//! Handbook mining pipelines.
//!
//! The 1923 miner threads a running chapter through the pages, scores
//! sentence windows, deduplicates and selects a balanced set across the
//! eleven doctrines. The multi-edition miner collects quoted blocks and
//! strong sentences from any number of handbook PDFs and caps each
//! doctrine bucket.

use crate::classify::{
    evaluate_excerpt, guess_edition, match_author_line, next_edition_state, quoted_confidence,
    score_sentence, sentence_confidence, ChapterTracker, Edition, EditionState,
};
use crate::dedup::{dedupe_candidates, dedupe_edition_candidates};
use crate::extract::{extract_pdf_pages, ExtractError};
use crate::heuristics::{doctrine_label, DOCTRINES};
use crate::models::{
    Candidate, CandidateKind, EditionCandidate, EditionParams, EditionResult, EditionSummary,
    MinerParams, MiningResult, MiningSummary,
};
use crate::normalize::{
    char_len, collapse_whitespace, normalize_lines, normalize_page, normalize_text, trim_excerpt,
};
use crate::output::progress_bar;
use crate::select::{cap_per_doctrine, select_balanced};
use crate::window::{sentence_windows, split_sentences};
use regex::Regex;
use std::collections::BTreeMap;
use std::path::{Path, PathBuf};
use std::sync::LazyLock;
use tracing::info;

/// Text between a pair of quotation marks.
static QUOTED_BLOCK: LazyLock<Regex> =
    LazyLock::new(|| Regex::new(r#""([^"]+)""#).expect("valid regex"));

/// Bounds on the raw quoted block, before length filtering.
const QUOTED_BLOCK_CHARS: std::ops::RangeInclusive<usize> = 40..=400;

/// How far after a closing quote an author line is looked for.
const AUTHOR_LOOKAHEAD_CHARS: usize = 220;

// ============================================================================
// 1923 handbook
// ============================================================================

/// Scored candidates from one page of the 1923 handbook.
pub fn extract_candidates_from_page(
    page_text: &str,
    page_number: u32,
    chapter: Option<u32>,
    source_file: &str,
    params: &MinerParams,
) -> Vec<Candidate> {
    let text = normalize_page(page_text);
    if text.is_empty() {
        return Vec::new();
    }

    let sentences = split_sentences(&text);
    let length_range = params.min_len..=params.max_len;

    sentence_windows(&sentences, params.max_sents)
        .iter()
        .map(|w| trim_excerpt(w))
        .filter(|excerpt| length_range.contains(&char_len(excerpt)))
        .filter_map(|excerpt| {
            let (doctrine, score) =
                evaluate_excerpt(chapter, excerpt, &params.weights, params.min_score)?;
            Some(Candidate {
                doctrine: Some(doctrine),
                doctrine_label: doctrine_label(doctrine),
                text: excerpt.to_string(),
                author: format!("{} ({}), p. {}", params.source_title, params.source_year, page_number),
                source_title: params.source_title.clone(),
                source_year: params.source_year,
                source_file: source_file.to_string(),
                page: page_number,
                chapter,
                score,
            })
        })
        .collect()
}

/// Run the 1923 pipeline over already extracted pages.
pub fn mine_pages(pages: &[String], source_file: &str, params: &MinerParams, show_progress: bool) -> MiningResult {
    let progress = progress_bar(pages.len(), show_progress);
    let mut tracker = ChapterTracker::new();
    let mut candidates = Vec::new();

    for (i, page) in pages.iter().enumerate() {
        let chapter = tracker.advance(page);
        candidates.extend(extract_candidates_from_page(page, i as u32 + 1, chapter, source_file, params));
        if let Some(ref pb) = progress {
            pb.inc(1);
        }
    }
    if let Some(pb) = progress {
        pb.finish_and_clear();
    }

    let candidates = dedupe_candidates(candidates);
    let selected = select_balanced(&candidates, params.target, &DOCTRINES);

    let mut selected_by_doctrine = BTreeMap::new();
    for c in &selected {
        if let Some(d) = c.doctrine {
            *selected_by_doctrine.entry(d).or_insert(0) += 1;
        }
    }

    info!(
        candidates = candidates.len(),
        selected = selected.len(),
        "mined handbook"
    );

    MiningResult {
        parameters: params.clone(),
        summary: MiningSummary {
            pages: pages.len(),
            candidates_total: candidates.len(),
            selected: selected.len(),
            selected_by_doctrine,
        },
        candidates,
        selected,
    }
}

/// Extract and mine the 1923 handbook PDF.
pub fn mine_pdf(pdf_path: &Path, params: &MinerParams, show_progress: bool) -> Result<MiningResult, ExtractError> {
    let pages = extract_pdf_pages(pdf_path)?;
    info!(pages = pages.len(), pdf = %pdf_path.display(), "extracted pages");
    Ok(mine_pages(&pages, &file_name(pdf_path), params, show_progress))
}

fn file_name(path: &Path) -> String {
    path.file_name()
        .map(|n| n.to_string_lossy().into_owned())
        .unwrap_or_default()
}

// ============================================================================
// Multi-edition
// ============================================================================

/// Where a page sits in an edition.
#[derive(Debug, Clone, Copy)]
pub struct PageContext<'a> {
    pub edition: &'a Edition,
    pub source_file: &'a str,
    pub page: u32,
    pub doctrine: Option<u32>,
}

/// Author line right after a quoted block, if any.
fn author_after(joined: &str, end: usize) -> Option<String> {
    let tail: String = joined[end..].chars().take(AUTHOR_LOOKAHEAD_CHARS).collect();
    let first = tail
        .lines()
        .map(collapse_whitespace)
        .find(|line| !line.is_empty())?;
    match_author_line(&first)
}

/// Quoted-block and strong-sentence candidates from one page.
pub fn extract_edition_candidates(page_text: &str, ctx: &PageContext<'_>, params: &EditionParams) -> Vec<EditionCandidate> {
    let lines = normalize_lines(page_text);
    if lines.is_empty() {
        return Vec::new();
    }
    let joined = lines.join("\n");
    let length_range = params.min_len..=params.max_len;

    let candidate = |text: String, author: String, kind: CandidateKind, confidence: f64| EditionCandidate {
        doctrine: ctx.doctrine,
        author,
        text,
        source_title: ctx.edition.title.clone(),
        source_year: ctx.edition.year,
        source_file: ctx.source_file.to_string(),
        page: ctx.page,
        kind,
        confidence,
    };

    let mut out = Vec::new();

    for caps in QUOTED_BLOCK.captures_iter(&joined) {
        let (Some(whole), Some(inner)) = (caps.get(0), caps.get(1)) else {
            continue;
        };
        if !QUOTED_BLOCK_CHARS.contains(&char_len(inner.as_str())) {
            continue;
        }
        let text = normalize_text(inner.as_str());
        if !length_range.contains(&char_len(&text)) {
            continue;
        }

        let author = author_after(&joined, whole.end());
        let confidence = quoted_confidence(author.is_some());
        let author = author.unwrap_or_else(|| ctx.edition.title.clone());
        out.push(candidate(text, author, CandidateKind::Quoted, confidence));
    }

    for line in &lines {
        for sentence in split_sentences(line) {
            if !length_range.contains(&char_len(&sentence)) {
                continue;
            }
            let score = score_sentence(&sentence, &params.weights);
            if score < params.weights.min_score {
                continue;
            }
            out.push(candidate(
                sentence,
                ctx.edition.title.clone(),
                CandidateKind::Sentence,
                sentence_confidence(score),
            ));
        }
    }

    out
}

/// Candidates from every page of one edition, before deduplication.
pub fn mine_edition_pages(
    pages: &[String],
    edition: &Edition,
    source_file: &str,
    params: &EditionParams,
) -> Vec<EditionCandidate> {
    let mut state = EditionState::default();
    let mut out = Vec::new();

    for (i, page) in pages.iter().enumerate() {
        state = next_edition_state(edition.year, page, state);
        let ctx = PageContext {
            edition,
            source_file,
            page: i as u32 + 1,
            doctrine: state.doctrine,
        };
        out.extend(extract_edition_candidates(page, &ctx, params));
    }

    out
}

/// Deduplicate and cap per doctrine.
pub fn finalize_edition_candidates(candidates: Vec<EditionCandidate>, params: &EditionParams) -> Vec<EditionCandidate> {
    cap_per_doctrine(dedupe_edition_candidates(candidates), params.max_per_doctrine)
}

/// Mine every PDF. All paths are checked before any work starts.
pub fn mine_editions(pdf_paths: &[PathBuf], params: &EditionParams, show_progress: bool) -> Result<EditionResult, ExtractError> {
    if let Some(missing) = pdf_paths.iter().find(|p| !p.exists()) {
        return Err(ExtractError::NotFound(missing.clone()));
    }

    let progress = progress_bar(pdf_paths.len(), show_progress);
    let mut all = Vec::new();
    let mut total_pages = 0usize;

    for path in pdf_paths {
        let edition = guess_edition(path);
        if let Some(ref pb) = progress {
            pb.set_message(edition.title.clone());
        }
        let pages = extract_pdf_pages(path)?;
        total_pages += pages.len();
        let found = mine_edition_pages(&pages, &edition, &file_name(path), params);
        info!(
            pdf = %path.display(),
            title = %edition.title,
            pages = pages.len(),
            candidates = found.len(),
            "mined edition"
        );
        all.extend(found);
        if let Some(ref pb) = progress {
            pb.inc(1);
        }
    }
    if let Some(pb) = progress {
        pb.finish_and_clear();
    }

    let candidates = finalize_edition_candidates(all, params);
    let summary = EditionSummary {
        pdfs: pdf_paths.len(),
        pages: total_pages,
        candidates_written: candidates.len(),
        by_doctrine: count_by_doctrine(&candidates),
    };

    Ok(EditionResult { candidates, summary })
}

/// Counts keyed by doctrine number, or `unknown`.
pub fn count_by_doctrine(candidates: &[EditionCandidate]) -> BTreeMap<String, usize> {
    let mut counts = BTreeMap::new();
    for c in candidates {
        let key = c
            .doctrine
            .map(|d| d.to_string())
            .unwrap_or_else(|| "unknown".to_string());
        *counts.entry(key).or_insert(0) += 1;
    }
    counts
}
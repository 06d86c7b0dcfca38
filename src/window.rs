//! Sentence segmentation and sliding sentence windows.
//!
//! Sentence boundaries are an approximation: whitespace after terminal
//! punctuation, optionally followed by something that opens a sentence.
//! Windows of 1..=k sentences give overlapping candidates at several
//! granularities; scoring and deduplication decide which one survives.

use regex::Regex;
use std::sync::LazyLock;

/// Terminal punctuation, whitespace, then a capital, opening quote or paren.
/// Group 1 is the gap the text is split at.
static SENTENCE_BOUNDARY: LazyLock<Regex> =
    LazyLock::new(|| Regex::new(r#"[.!?](\s+)[A-Z"“(]"#).expect("valid regex"));

/// Terminal punctuation followed by any whitespace.
static LOOSE_BOUNDARY: LazyLock<Regex> =
    LazyLock::new(|| Regex::new(r"[.!?](\s+)").expect("valid regex"));

/// Split `text` at every group-1 gap of `boundary`, dropping empty pieces.
fn split_at_gaps(text: &str, boundary: &Regex) -> Vec<String> {
    let mut pieces = Vec::new();
    let mut last = 0usize;

    for caps in boundary.captures_iter(text) {
        if let Some(gap) = caps.get(1) {
            pieces.push(&text[last..gap.start()]);
            last = gap.end();
        }
    }
    pieces.push(&text[last..]);

    pieces
        .into_iter()
        .map(str::trim)
        .filter(|s| !s.is_empty())
        .map(str::to_string)
        .collect()
}

/// Split normalized text into sentence-like units.
pub fn split_sentences(text: &str) -> Vec<String> {
    split_at_gaps(text, &SENTENCE_BOUNDARY)
}

/// Split at any whitespace following `.`, `!` or `?`.
pub fn split_loose_sentences(text: &str) -> Vec<String> {
    split_at_gaps(text, &LOOSE_BOUNDARY)
}

/// Every contiguous run of 1..=max_sents sentences, joined by a space.
///
/// Ordered by starting sentence, then by increasing width.
pub fn sentence_windows(sentences: &[String], max_sents: usize) -> Vec<String> {
    let n = sentences.len();
    let mut windows = Vec::new();

    for start in 0..n {
        for width in 1..=max_sents {
            if start + width > n {
                break;
            }
            let chunk = sentences[start..start + width].join(" ");
            let chunk = chunk.trim();
            if !chunk.is_empty() {
                windows.push(chunk.to_string());
            }
        }
    }

    windows
}

#[cfg(test)]
mod tests {
    use super::*;

    fn s(v: &[&str]) -> Vec<String> {
        v.iter().map(|x| x.to_string()).collect()
    }

    #[test]
    fn test_split_sentences_basic() {
        let text = "God is love. He calls all men! Do you hear? \"Come unto me.\" (Matthew)";
        assert_eq!(
            split_sentences(text),
            s(&[
                "God is love.",
                "He calls all men!",
                "Do you hear?",
                "\"Come unto me.\" (Matthew)"
            ])
        );
    }

    #[test]
    fn test_split_sentences_paren_opener() {
        assert_eq!(
            split_sentences("It is finished. (John wrote this.)"),
            s(&["It is finished.", "(John wrote this.)"])
        );
    }

    #[test]
    fn test_split_sentences_requires_capital() {
        let text = "See p. 12 for more. the next line continues.";
        assert_eq!(split_sentences(text), s(&[text]));
    }

    #[test]
    fn test_split_sentences_single_letter_sentences() {
        assert_eq!(split_sentences("A. B. C."), s(&["A.", "B.", "C."]));
    }

    #[test]
    fn test_split_sentences_empty() {
        assert!(split_sentences("").is_empty());
        assert!(split_sentences("   ").is_empty());
    }

    #[test]
    fn test_split_loose_sentences() {
        assert_eq!(
            split_loose_sentences("pray always. and give thanks! amen"),
            s(&["pray always.", "and give thanks!", "amen"])
        );
    }

    #[test]
    fn test_window_order_and_widths() {
        let sentences = s(&["A.", "B.", "C."]);
        let windows = sentence_windows(&sentences, 2);
        assert_eq!(windows, s(&["A.", "A. B.", "B.", "B. C.", "C."]));
    }

    #[test]
    fn test_window_width_larger_than_input() {
        let sentences = s(&["Only one."]);
        assert_eq!(sentence_windows(&sentences, 3), s(&["Only one."]));
    }

    #[test]
    fn test_window_count_per_width() {
        let sentences: Vec<String> = (0..10).map(|i| format!("S{}.", i)).collect();
        assert_eq!(sentence_windows(&sentences, 3).len(), 10 + 9 + 8);
        assert!(sentence_windows(&[], 3).is_empty());
    }
}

- **What you need to do**:
This exercise requires the lines of the entries containing the string "EditionSummary".

- **Output below**:
    Candidate, CandidateKind, EditionCandidate, EditionParams, EditionResult, EditionSummary,
    let summary = EditionSummary {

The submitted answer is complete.